Write out nothing except the lines running from the one containing "1-based insertion position" to the last line of the data, exactly as they stand.
Data for processing START
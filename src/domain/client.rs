//! Client records.

use serde::{Deserialize, Serialize};

use super::{patterns, Person};
use crate::validator::{Validate, Validator, Violation};

#[derive(Debug, Clone, PartialEq, Eq, Serialize, Deserialize)]
pub struct Client {
    #[serde(flatten)]
    pub person: Person,
    pub phone: String,
}

impl Client {
    pub fn new(person: Person, phone: impl Into<String>) -> Self {
        Self {
            person,
            phone: phone.into(),
        }
    }
}

impl Validate for Client {
    fn violations(&self) -> Vec<Violation> {
        let mut violations = self.person.violations();
        violations.extend(
            Validator::of(&self.phone)
                .named("phone")
                .not_null()
                .not_empty()
                .matches(patterns::CLIENT_PHONE)
                .into_violations(),
        );
        violations
    }
}
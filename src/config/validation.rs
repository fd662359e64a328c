//! Validation logic for configuration values.

use anyhow::Result;

use super::defaults::DisplayConfig;
use super::Config;

impl DisplayConfig {
    /// Validate display configuration
    pub fn validate(&self) -> Result<()> {
        if self.recent_count == 0 {
            anyhow::bail!("display.recent_count must be greater than 0");
        }
        Ok(())
    }
}

impl Config {
    /// Validate every section
    pub fn validate(&self) -> Result<()> {
        self.display.validate()
    }
}
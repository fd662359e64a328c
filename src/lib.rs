//! # Salmontt - client and employee records
//!
//! A console utility for a small business. It captures, validates and lists
//! client and employee records. Each record holds personal data, a Chilean
//! RUT and a postal address.
//!
//! ## Modules
//!
//! - [`validator`] - Fluent rule chaining for single values
//! - [`domain`] - `Rut`, `Address`, `Person`, `Client` and `Employee`
//! - [`repository`] - Insertion-ordered record storage
//! - [`registry`] - Validation gate in front of the repositories
//! - [`input`] - Prompting and re-prompting for record fields
//! - [`menu`] - The interactive main menu
//! - [`config`] - YAML frontmatter configuration
//! - [`output`] - Human, JSON and quiet console output
//!
//! ## Example
//!
//! ```
//! use salmontt::domain::{Address, Client, Person, Rut};
//! use salmontt::registry::Registry;
//!
//! let person = Person::new(
//!     "LUCIA",
//!     "PEREZ",
//!     Rut::new("11111111-1"),
//!     Address::new("Los Aromos 12", "Maipu", "Santiago"),
//!     "lucia@example.cl",
//! );
//!
//! let mut registry = Registry::new();
//! let position = registry.add_client(Client::new(person, "912345678")).unwrap();
//! assert_eq!(position, 1);
//! ```

pub mod config;
pub mod domain;
pub mod input;
pub mod menu;
pub mod output;
pub mod registry;
pub mod repository;
pub mod seed;
pub mod ui;
pub mod validator;

/// Generate a UTC timestamp in ISO 8601 format: `YYYY-MM-DDTHH:MM:SSZ`
pub fn utc_now_iso() -> String {
    chrono::Utc::now().format("%Y-%m-%dT%H:%M:%SZ").to_string()
}
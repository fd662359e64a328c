use anyhow::Result;
use serde::Serialize;

/// A record together with where and when it was stored.
#[derive(Debug, Clone, PartialEq, Serialize)]
pub struct StoredRecord<R> {
    /// 1-based insertion position
    pub position: usize,
    /// UTC timestamp, `YYYY-MM-DDTHH:MM:SSZ`
    pub registered_at: String,
    pub record: R,
}

/// A trait for storing records in insertion order.
pub trait RecordRepository<R> {
    /// Append a record and return its position.
    fn save(&mut self, record: R) -> Result<usize>;

    /// All records, oldest first.
    fn list_all(&self) -> Result<Vec<StoredRecord<R>>>;

    /// Number of stored records.
    fn count(&self) -> usize;

    /// The last `count` records, oldest first. Returns everything when fewer
    /// are stored.
    fn recent(&self, count: usize) -> Result<Vec<StoredRecord<R>>> {
        let mut all = self.list_all()?;
        let skip = all.len().saturating_sub(count);
        Ok(all.split_off(skip))
    }
}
Data for processing END
- **Output for this task**:
    /// 1-based insertion position
    pub position: usize,
    /// UTC timestamp, `YYYY-MM-DDTHH:MM:SSZ`
    pub registered_at: String,
    pub record: R,
}

/// A trait for storing records in insertion order.
pub trait RecordRepository<R> {
    /// Append a record and return its position.
    fn save(&mut self, record: R) -> Result<usize>;

    /// All records, oldest first.
    fn list_all(&self) -> Result<Vec<StoredRecord<R>>>;

    /// Number of stored records.
    fn count(&self) -> usize;

    /// The last `count` records, oldest first. Returns everything when fewer
    /// are stored.
    fn recent(&self, count: usize) -> Result<Vec<StoredRecord<R>>> {
        let mut all = self.list_all()?;
        let skip = all.len().saturating_sub(count);
        Ok(all.split_off(skip))
    }
}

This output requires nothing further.